In the future, clean meat or artificial meat could solve a number of problems - if accepted by consumers. Environment, animals and human health would do it well.

clean meat - artificial meat

"It's conceivable that clean meat can also be made healthier than natural meat."

In August 2013 in London in front of cameras and in the presence of 200 journalists the most expensive burger was fried and tasted. 250.000 pounds, it was reported at the time, cost the carefully roasted meat loaf. Not because it came from a Kobe cattle that had been stroked to death, but because a group of Dutch scientists worked for several years on breeding this piece of beef in the lab. They want to revolutionize the meat production of the future and save life on planet earth. In a few years, a hamburger made from cultured beef could cost just ten euros or less and taste as we are used to.

clean meat: the artificial meat from the Petri dish

The idea of ​​raising meat in the Petri dish was already made by British statesman Winston Churchill.

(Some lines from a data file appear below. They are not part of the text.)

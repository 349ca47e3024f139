use serde::Deserialize;
use std::fs;
use std::path::{Path, PathBuf};
use std::time::Duration;

/// Default base URL of the classification service
const DEFAULT_SCAN_URL: &str = "https://scan.trototrack.app";

const DEFAULT_TIMEOUT_SECS: u64 = 30;
const DEFAULT_TOKEN_WAIT_MS: u64 = 2000;

/// Environment variable name for scan URL override
pub const ENV_SCAN_URL: &str = "TROTOTRACK_SCAN_URL";

/// Configuration file structure
#[derive(Debug, Deserialize, Default)]
struct ConfigFile {
    api: Option<ApiSection>,
}

#[derive(Debug, Deserialize, Default)]
struct ApiSection {
    scan_url: Option<String>,
    timeout_secs: Option<u64>,
    token_wait_ms: Option<u64>,
    authorize_scan: Option<bool>,
}

/// Runtime endpoint configuration
#[derive(Debug, Clone)]
pub struct ApiEndpointConfig {
    /// Base URL the `predict` route is joined to
    pub scan_url: String,
    /// Bound on one full HTTP exchange
    pub timeout: Duration,
    /// Bound on reading the token before a scan
    pub token_wait: Duration,
    /// Whether scan requests carry the bearer header
    pub authorize_scan: bool,
    /// Where the scan URL came from (for display)
    pub source: ConfigSource,
}

impl Default for ApiEndpointConfig {
    fn default() -> Self {
        Self {
            scan_url: DEFAULT_SCAN_URL.to_string(),
            timeout: Duration::from_secs(DEFAULT_TIMEOUT_SECS),
            token_wait: Duration::from_millis(DEFAULT_TOKEN_WAIT_MS),
            authorize_scan: true,
            source: ConfigSource::Default,
        }
    }
}

/// Where the configuration came from
#[derive(Debug, Clone, PartialEq)]
pub enum ConfigSource {
    Default,
    Environment,
    ConfigFile,
}

impl std::fmt::Display for ConfigSource {
    fn fmt(&self, f: &mut std::fmt::Formatter<'_>) -> std::fmt::Result {
        match self {
            ConfigSource::Default => write!(f, "default"),
            ConfigSource::Environment => write!(f, "environment variable"),
            ConfigSource::ConfigFile => write!(f, "config file"),
        }
    }
}

/// Get the path to the configuration file
fn get_config_file_path() -> Option<PathBuf> {
    crate::auth::get_config_dir()
        .ok()
        .map(|dir| dir.join("config.toml"))
}

fn load_config_file(path: &Path) -> Option<ConfigFile> {
    if !path.exists() {
        return None;
    }

    match fs::read_to_string(path) {
        Ok(content) => match toml::from_str(&content) {
            Ok(config) => {
                tracing::debug!("Loaded config from {:?}", path);
                Some(config)
            }
            Err(e) => {
                tracing::warn!("Failed to parse config file {:?}: {}", path, e);
                None
            }
        },
        Err(e) => {
            tracing::warn!("Failed to read config file {:?}: {}", path, e);
            None
        }
    }
}

fn normalize_url(url: &str) -> Option<String> {
    let url = url.trim().trim_end_matches('/');
    (!url.is_empty()).then(|| url.to_string())
}

/// Load endpoint configuration with priority:
/// 1. Environment variable (TROTOTRACK_SCAN_URL)
/// 2. Config file (~/.config/trototrack/config.toml)
/// 3. Default values
pub fn load_api_config() -> ApiEndpointConfig {
    let file = get_config_file_path().and_then(|p| load_config_file(&p));
    resolve_api_config(std::env::var(ENV_SCAN_URL).ok(), file)
}

/// Load endpoint configuration from an explicit config file path.
pub fn load_api_config_from(path: &Path) -> ApiEndpointConfig {
    resolve_api_config(std::env::var(ENV_SCAN_URL).ok(), load_config_file(path))
}

fn resolve_api_config(env_scan: Option<String>, file: Option<ConfigFile>) -> ApiEndpointConfig {
    let mut config = ApiEndpointConfig::default();
    let section = file.and_then(|f| f.api).unwrap_or_default();

    // Tuning values only come from the file
    if let Some(secs) = section.timeout_secs.filter(|s| *s > 0) {
        config.timeout = Duration::from_secs(secs);
    }
    if let Some(ms) = section.token_wait_ms {
        config.token_wait = Duration::from_millis(ms);
    }
    if let Some(authorize) = section.authorize_scan {
        config.authorize_scan = authorize;
    }

    if let Some(scan) = env_scan.as_deref().and_then(normalize_url) {
        tracing::info!("Using scan URL from environment variable: {}", scan);
        config.scan_url = scan;
        config.source = ConfigSource::Environment;
    } else if let Some(scan) = section.scan_url.as_deref().and_then(normalize_url) {
        tracing::info!("Using scan URL from config file: {}", scan);
        config.scan_url = scan;
        config.source = ConfigSource::ConfigFile;
    }

    tracing::debug!("Scan endpoint: {} (from {})", config.scan_url, config.source);
    config
}

/// Get the path to the config file for documentation purposes
pub fn get_config_file_path_string() -> String {
    get_config_file_path()
        .map(|p| p.display().to_string())
        .unwrap_or_else(|| "~/.config/trototrack/config.toml".to_string())
}

/// Generate example config file content
pub fn generate_example_config() -> String {
    r#"# TrotoTrack Configuration
# Place this file at: ~/.config/trototrack/config.toml

[api]
# Base URL of the classification service (requests go to <scan_url>/predict)
# scan_url = "https://scan.trototrack.app"

# Seconds before a request is abandoned
# timeout_secs = 30

# Milliseconds to wait for a session token before scanning without one
# token_wait_ms = 2000

# Send the bearer token with scan requests
# authorize_scan = true
"#
    .to_string()
}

In December 1931 he speculated in an article in the "Strand Magazine" about the future: It is absurd that we raise a whole chicken, if we only want to eat the chest or leg, in about 50 years we would be able to breed them in a medium ,

At the beginning of the 2000, retired businessman Willem van Ellen encouraged researchers from the Universities of Amsterdam, Eindhoven and Utrecht and a Dutch meat processing company to engage in the development of in vitro meat. The InVitroMeat project received state funding from 2004 to 2009. Mark Post, a vascular biologist at the University of Maastricht, was so fascinated by the idea that he stuck to it. The first tasting of his laboratory burgers in August 2013 was attended by US journalist Josh Schonwald and Austrian nutrition scientist and food trend researcher Hanni Rützler.
The burger was already very close to the taste of naturally grown meat, they agreed, but somewhat dry. It lacked the fat, which gives juiciness and flavor. Visually, you could see no difference to conventional Faschiertem, even when roasting the meat behaved as you are used to. It had been propagated from individual cells of a bovine muscle for weeks on nutrient solution in laboratory bottles.

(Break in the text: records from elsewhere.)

use crate::api::config::ApiEndpointConfig;
use crate::scan::{
    bearer_header_value, AuthToken, ImagePayload, NetworkOutcome, ScanResponse, ScanTransport,
    TransportError,
};
use async_trait::async_trait;
use reqwest::header::{HeaderMap, AUTHORIZATION};
use reqwest::multipart::{Form, Part};
use std::time::Duration;

/// Route of the classification endpoint, relative to the scan base URL
pub const PREDICT_ROUTE: &str = "predict";

/// Multipart field carrying the image
pub const IMAGE_FIELD: &str = "image";

/// Whether requests from a client carry the bearer header.
#[derive(Debug, Clone, Copy, PartialEq, Eq)]
pub enum AuthMode {
    Authorized,
    Unauthorized,
}

/// HTTP client bound to one base URL and one auth mode.
#[derive(Debug, Clone)]
pub struct ApiClient {
    http: reqwest::Client,
    base_url: String,
    auth: AuthMode,
}

impl ApiClient {
    pub fn new(base_url: &str, timeout: Duration, auth: AuthMode) -> Result<Self, TransportError> {
        let http = reqwest::Client::builder().timeout(timeout).build()?;
        Ok(Self {
            http,
            base_url: base_url.trim_end_matches('/').to_string(),
            auth,
        })
    }

    /// Client for the classification service, as configured.
    pub fn for_scan(config: &ApiEndpointConfig) -> Result<Self, TransportError> {
        let auth = if config.authorize_scan {
            AuthMode::Authorized
        } else {
            AuthMode::Unauthorized
        };
        Self::new(&config.scan_url, config.timeout, auth)
    }

    pub fn auth_mode(&self) -> AuthMode {
        self.auth
    }

    pub fn endpoint(&self, route: &str) -> String {
        format!("{}/{}", self.base_url, route.trim_start_matches('/'))
    }

    fn post(&self, route: &str, token: &AuthToken) -> reqwest::RequestBuilder {
        let builder = self.http.post(self.endpoint(route));
        match self.auth {
            AuthMode::Authorized => builder.header(AUTHORIZATION, bearer_header_value(token)),
            AuthMode::Unauthorized => builder,
        }
    }
}

/// [`ScanTransport`] that posts the image to `<scan_url>/predict`.
#[derive(Debug, Clone)]
pub struct HttpScanTransport {
    client: ApiClient,
}

impl HttpScanTransport {
    pub fn new(client: ApiClient) -> Self {
        Self { client }
    }

    pub fn from_config(config: &ApiEndpointConfig) -> Result<Self, TransportError> {
        Ok(Self::new(ApiClient::for_scan(config)?))
    }
}

#[async_trait]
impl ScanTransport for HttpScanTransport {
    async fn submit_scan(
        &self,
        image: ImagePayload,
        token: AuthToken,
    ) -> Result<NetworkOutcome, TransportError> {
        let (bytes, file_name, media_type) = image.into_parts();
        let size = bytes.len();

        let part = Part::bytes(bytes)
            .file_name(file_name.clone())
            .mime_str(media_type)?;
        let form = Form::new().part(IMAGE_FIELD, part);

        let request = self.client.post(PREDICT_ROUTE, &token).multipart(form).build()?;

        tracing::debug!(
            "--> {} {} headers={} part={}; filename={}; type={}; {} bytes",
            request.method(),
            request.url(),
            redacted_headers(request.headers()),
            IMAGE_FIELD,
            file_name,
            media_type,
            size
        );

        let resp = self.client.http.execute(request).await?;
        let status = resp.status();
        let headers = redacted_headers(resp.headers());
        let body = resp.text().await?;

        tracing::debug!("<-- {} headers={}", status, headers);
        tracing::trace!("<-- body: {}", body);

        if status.is_success() {
            let decoded: ScanResponse = serde_json::from_str(&body)?;
            return Ok(NetworkOutcome::Success(decoded));
        }

        Ok(NetworkOutcome::Rejected {
            status: status.as_u16(),
            raw_error_body: (!body.is_empty()).then_some(body),
            network_message: status.canonical_reason().map(String::from),
        })
    }
}

fn redacted_headers(headers: &HeaderMap) -> String {
    let rendered: Vec<String> = headers
        .iter()
        .map(|(name, value)| {
            let value = value.to_str().unwrap_or("<binary>");
            if *name == AUTHORIZATION && value != "Bearer null" {
                format!("{}: Bearer <redacted>", name)
            } else {
                format!("{}: {}", name, value)
            }
        })
        .collect();
    format!("[{}]", rendered.join(", "))
}

#[cfg(test)]
mod tests {
    use super::*;
    use crate::auth::StaticToken;
    use crate::scan::{display_error_message, OperationState, ScanPipeline, ScanResult};
    use futures::StreamExt;
    use std::sync::Arc;
    use wiremock::matchers::{header, method, path};
    use wiremock::{Mock, MockServer, ResponseTemplate};

    fn transport(server: &MockServer, auth: AuthMode) -> HttpScanTransport {
        HttpScanTransport::new(ApiClient::new(&server.uri(), Duration::from_secs(5), auth).unwrap())
    }

    fn image() -> ImagePayload {
        ImagePayload::jpeg("slab.jpg", vec![0xff, 0xd8, 0xff, 0xe0, 0x00, 0x10])
    }

    #[test]
    fn test_endpoint_join() {
        let client = ApiClient::new(
            "https://scan.example.com/",
            Duration::from_secs(1),
            AuthMode::Authorized,
        )
        .unwrap();
        assert_eq!(client.endpoint(PREDICT_ROUTE), "https://scan.example.com/predict");
        assert_eq!(client.endpoint("/predict"), "https://scan.example.com/predict");
    }

    #[test]
    fn test_for_scan_respects_authorize_flag() {
        let mut config = ApiEndpointConfig::default();
        assert_eq!(ApiClient::for_scan(&config).unwrap().auth_mode(), AuthMode::Authorized);
        config.authorize_scan = false;
        assert_eq!(ApiClient::for_scan(&config).unwrap().auth_mode(), AuthMode::Unauthorized);
    }

    #[test]
    fn test_redacted_headers() {
        let mut headers = HeaderMap::new();
        headers.insert(AUTHORIZATION, "Bearer secret".parse().unwrap());
        assert_eq!(redacted_headers(&headers), "[authorization: Bearer <redacted>]");

        headers.insert(AUTHORIZATION, "Bearer null".parse().unwrap());
        assert_eq!(redacted_headers(&headers), "[authorization: Bearer null]");
    }

    #[tokio::test]
    async fn test_submit_success() {
        let server = MockServer::start().await;
        Mock::given(method("POST"))
            .and(path("/predict"))
            .and(header("authorization", "Bearer tok-1"))
            .respond_with(ResponseTemplate::new(200).set_body_json(serde_json::json!({
                "data": { "label": "damaged", "description": "Broken paving" }
            })))
            .expect(1)
            .mount(&server)
            .await;

        let outcome = transport(&server, AuthMode::Authorized)
            .submit_scan(image(), Some("tok-1".into()))
            .await
            .unwrap();

        assert_eq!(
            outcome,
            NetworkOutcome::Success(ScanResponse {
                data: Some(ScanResult {
                    label: Some("damaged".into()),
                    description: Some("Broken paving".into()),
                }),
            })
        );
    }

    #[tokio::test]
    async fn test_submit_sends_image_part() {
        let server = MockServer::start().await;
        Mock::given(method("POST"))
            .and(path("/predict"))
            .respond_with(ResponseTemplate::new(200).set_body_json(serde_json::json!({"data": {}})))
            .mount(&server)
            .await;

        transport(&server, AuthMode::Authorized)
            .submit_scan(image(), Some("tok".into()))
            .await
            .unwrap();

        let requests = server.received_requests().await.unwrap();
        assert_eq!(requests.len(), 1);
        let content_type = requests[0].headers.get("content-type").unwrap().to_str().unwrap();
        assert!(content_type.starts_with("multipart/form-data"));

        let body = String::from_utf8_lossy(&requests[0].body);
        assert!(body.contains(r#"name="image""#));
        assert!(body.contains(r#"filename="slab.jpg""#));
        assert!(body.contains("image/jpeg"));
    }

    #[tokio::test]
    async fn test_missing_token_sent_as_null_literal() {
        let server = MockServer::start().await;
        Mock::given(method("POST"))
            .and(path("/predict"))
            .and(header("authorization", "Bearer null"))
            .respond_with(ResponseTemplate::new(200).set_body_json(serde_json::json!({})))
            .expect(1)
            .mount(&server)
            .await;

        let outcome = transport(&server, AuthMode::Authorized)
            .submit_scan(image(), None)
            .await
            .unwrap();
        assert_eq!(outcome, NetworkOutcome::Success(ScanResponse { data: None }));
    }

    #[tokio::test]
    async fn test_unauthorized_mode_sends_no_header() {
        let server = MockServer::start().await;
        Mock::given(method("POST"))
            .and(path("/predict"))
            .respond_with(ResponseTemplate::new(200).set_body_json(serde_json::json!({})))
            .mount(&server)
            .await;

        transport(&server, AuthMode::Unauthorized)
            .submit_scan(image(), Some("ignored".into()))
            .await
            .unwrap();

        let requests = server.received_requests().await.unwrap();
        assert!(requests[0].headers.get("authorization").is_none());
    }

    #[tokio::test]
    async fn test_rejection_keeps_raw_body() {
        let server = MockServer::start().await;
        Mock::given(method("POST"))
            .and(path("/predict"))
            .respond_with(ResponseTemplate::new(422).set_body_string(r#"{"message":"too blurry"}"#))
            .mount(&server)
            .await;

        let outcome = transport(&server, AuthMode::Authorized)
            .submit_scan(image(), None)
            .await
            .unwrap();
        assert_eq!(
            outcome,
            NetworkOutcome::Rejected {
                status: 422,
                raw_error_body: Some(r#"{"message":"too blurry"}"#.into()),
                network_message: Some("Unprocessable Entity".into()),
            }
        );
    }

    #[tokio::test]
    async fn test_rejection_with_empty_body() {
        let server = MockServer::start().await;
        Mock::given(method("POST"))
            .respond_with(ResponseTemplate::new(500))
            .mount(&server)
            .await;

        let outcome = transport(&server, AuthMode::Authorized)
            .submit_scan(image(), None)
            .await
            .unwrap();
        assert!(matches!(
            outcome,
            NetworkOutcome::Rejected { status: 500, raw_error_body: None, .. }
        ));
    }

    #[tokio::test]
    async fn test_undecodable_success_body_is_fault() {
        let server = MockServer::start().await;
        Mock::given(method("POST"))
            .respond_with(ResponseTemplate::new(200).set_body_string("<html>oops</html>"))
            .mount(&server)
            .await;

        let err = transport(&server, AuthMode::Authorized)
            .submit_scan(image(), None)
            .await
            .unwrap_err();
        assert!(matches!(err, TransportError::Decode(_)));
    }

    #[tokio::test]
    async fn test_timeout_is_fault() {
        let server = MockServer::start().await;
        Mock::given(method("POST"))
            .respond_with(ResponseTemplate::new(200).set_delay(Duration::from_secs(5)))
            .mount(&server)
            .await;

        let client =
            ApiClient::new(&server.uri(), Duration::from_millis(100), AuthMode::Authorized)
                .unwrap();
        let err = HttpScanTransport::new(client)
            .submit_scan(image(), None)
            .await
            .unwrap_err();
        match err {
            TransportError::Request(e) => assert!(e.is_timeout()),
            other => panic!("expected request error, got {:?}", other),
        }
    }

    #[tokio::test]
    async fn test_pipeline_over_http() {
        let server = MockServer::start().await;
        Mock::given(method("POST"))
            .and(path("/predict"))
            .and(header("authorization", "Bearer live"))
            .respond_with(
                ResponseTemplate::new(400).set_body_string(r#"{"message":"no sidewalk"}"#),
            )
            .mount(&server)
            .await;

        let pipeline = ScanPipeline::new(
            transport(&server, AuthMode::Authorized),
            Arc::new(StaticToken::new(Some("live".into()))),
        );
        let states: Vec<_> = pipeline.scan(image()).collect().await;
        assert_eq!(states.len(), 2);
        assert_eq!(states[0], OperationState::Loading);
        match &states[1] {
            OperationState::Error(message) => {
                assert_eq!(message, r#"{"message":"no sidewalk"}"#);
                assert_eq!(display_error_message(message), "no sidewalk");
            }
            other => panic!("expected error, got {:?}", other),
        }
    }

    #[tokio::test]
    async fn test_pipeline_unreachable_server() {
        let client =
            ApiClient::new("http://127.0.0.1:9", Duration::from_secs(2), AuthMode::Authorized)
                .unwrap();
        let pipeline =
            ScanPipeline::new(HttpScanTransport::new(client), Arc::new(StaticToken::default()));

        match pipeline.scan_to_completion(image()).await {
            OperationState::Error(message) => assert!(!message.is_empty()),
            other => panic!("expected error, got {:?}", other),
        }
    }
}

For the environment and conscience

But why the whole effort? On the one hand, for reasons of environmental and climate protection. To produce one kilogram of beef, you need 15.000 liters of water. According to estimates by the World Health Organization, 70 percent of agricultural land is used for meat production, which accounts for 15 to 20 percent of greenhouse gases. By the year 2050, meat production could increase worldwide by 70 percent, because with prosperity and increase of the world population also the hunger for meat grows.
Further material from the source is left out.